Workplace injuries, however unfortunate it may be, happen and
are not entirely uncommon. According to figures released by the Australian
Bureau of Statistics, nearly 5.3% workers suffered injuries or illness which
was in direct relation in their workplace or as a result of their professional
duties. By their very nature, some jobs are more dangerous and hazardous than
others and workers of the same are more susceptible to injuries and illness,
but companies have an obligation to safeguard workers from any foreseeable
injury or illness that may occur in their workplace. Every country &
jurisdictions have their employment laws, and employment lawyers & claims, in place requiring every employer
to take necessary steps to prevent workplace accidents from occurring,
especially those which are foreseeable.
The duty of care that employers have towards its employees is
implied in the contract of employment and it is the fundamental duty of an
employer to ensure the safety of the workers at the workplace.

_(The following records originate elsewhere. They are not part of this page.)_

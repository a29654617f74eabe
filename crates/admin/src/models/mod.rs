//! Domain models for the admin API.
//!
//! Wire names follow the dashboard's existing JSON contract (camelCase keys,
//! `user` for the populated customer on orders), so every model serializes
//! with `rename_all = "camelCase"`.

pub mod newsletter;
pub mod order;
pub mod product;
pub mod session;
pub mod user;
pub mod verification;

pub use newsletter::Subscriber;
pub use order::{Order, OrderCustomer, OrderWithCustomer, ShippingInfo};
pub use product::{Product, ProductInput};
pub use session::{CurrentUser, keys as session_keys};
pub use user::{NewUser, User};
pub use verification::VerificationCode;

Failure to do so
or failure to take preemptive action in preventing the foreseeable incident is
taken as breach of contract and the employer is liable for prosecution from the
court of law.
If we take the example of O’Connor vs. Commissioner
for Government Transport (1959) 100 CLR 225 at 229, the high court,
upon every employer, imposes the duty to take reasonable care in preventing any
workplace injury from happening.
“[B]y
providing proper and adequate means of carrying out his work without
unnecessary risk, by warning him of unusual or unexpected risks, and by
instructing him in the performance of his work where instructions might
reasonably be thought to secure him from danger of injury...The standard of
care for an employee’s safety is not a low one.”
There are multiple employment laws safeguarding the rights of
workers with various employment lawyers & claims who can assist you in achieving justice.